- Classification: Division I
- Season: 1996–97
- Teams: 8
- Site: F. Mitchell Johnson Arena Charleston, SC
- Champions: College of Charleston (1st title)
- Winning coach: John Kresse (1st title)
- MVP: Anthony Johnson (College of Charleston)

= 1997 TAAC men's basketball tournament =

The 1997 Trans America Athletic Conference men's basketball tournament (now known as the ASUN men's basketball tournament) was held February 27–March 1 at F. Mitchell Johnson Arena at the College of Charleston in Charleston, South Carolina.

College of Charleston defeated in the championship game, 83–73, to win their first TAAC/Atlantic Sun men's basketball tournament.

The Cougars, therefore, received the TAAC's automatic bid to the 1997 NCAA tournament, their first automatic bid to the Division I tournament.

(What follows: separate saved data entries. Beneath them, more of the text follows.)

//! Note name parsing and key-aware spelling.

use thiserror::Error;

use super::constants::{FLAT_NAMES, SEMITONE_MAP, SHARP_NAMES};
use super::pitch::Note;
use crate::key::Key;

/// A note name that could not be parsed.
#[derive(Debug, Clone, PartialEq, Eq, Error)]
#[error("invalid note name: {name:?}")]
pub struct NoteParseError {
    /// The offending input.
    pub name: String,
}

/// Sharp spelling of a pitch class (`0..12`), independent of key.
///
/// # Examples
/// ```
/// use riffweave_theory::sharp_name;
///
/// assert_eq!(sharp_name(0), "C");
/// assert_eq!(sharp_name(6), "F#");
/// ```
pub fn sharp_name(pitch_class: u8) -> &'static str {
    SHARP_NAMES[(pitch_class % 12) as usize]
}

/// Spell a note in the convention of `key` (sharps or flats), with octave.
///
/// # Examples
/// ```
/// use riffweave_theory::{note_name, Key, Note};
///
/// assert_eq!(note_name(Note::new(10, 3), Key::F), "Bb3");
/// assert_eq!(note_name(Note::new(10, 3), Key::D), "A#3");
/// ```
pub fn note_name(note: Note, key: Key) -> String {
    let names = if key.uses_flats() {
        &FLAT_NAMES
    } else {
        &SHARP_NAMES
    };
    format!("{}{}", names[note.pitch_class as usize], note.octave)
}

/// Parse a note name (e.g., "C4", "F#3", "Bb5", "C-4") into a [`Note`].
///
/// Accidentals that cross a letter boundary carry into the octave, so
/// "Cb4" is `B3` and "B#3" is `C4`.
///
/// # Examples
/// ```
/// use riffweave_theory::{parse_note_name, Note};
///
/// assert_eq!(parse_note_name("C4"), Some(Note::new(0, 4)));
/// assert_eq!(parse_note_name("Ab4"), Some(Note::new(8, 4)));
/// assert_eq!(parse_note_name("Cb4"), Some(Note::new(11, 3)));
/// assert_eq!(parse_note_name("H2"), None);
/// assert_eq!(parse_note_name("C200"), None);
/// ```
pub fn parse_note_name(name: &str) -> Option<Note> {
    // Remove dashes for parsing (e.g., "C-4" -> "C4")
    let name = name.trim().replace('-', "");
    let chars: Vec<char> = name.chars().collect();
    if chars.is_empty() {
        return None;
    }

    // Get note letter
    let letter = chars[0].to_ascii_uppercase();
    let mut semitone = SEMITONE_MAP
        .iter()
        .find(|(c, _)| *c == letter)
        .map(|(_, s)| *s)?;

    let mut idx = 1;

    // Accidentals: '#' raises, 'b' lowers. A lone 'b' cannot be the letter
    // here because the letter was already consumed.
    while idx < chars.len() {
        match chars[idx] {
            '#' => semitone += 1,
            'b' => semitone -= 1,
            _ => break,
        }
        idx += 1;
    }

    // Get octave
    let octave_str: String = chars[idx..].iter().collect();
    if octave_str.is_empty() {
        return None;
    }
    let octave: i8 = octave_str.parse().ok()?;

    i32::from(octave)
        .checked_mul(12)?
        .checked_add(semitone)
        .and_then(Note::checked_from_absolute)
}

Charleston defeated Maryland in the First Round before falling to eventual-champion Arizona in the Round of 32.

==Format==
The 12 teams in the TAAC were separated into two six-team divisions, and the top four eligible teams from each division qualified for the tournament. College of Charleston became eligible for the tournament this year after becoming a full Division I member. However, transitioning members Florida Atlantic and Jacksonville State were not eligible.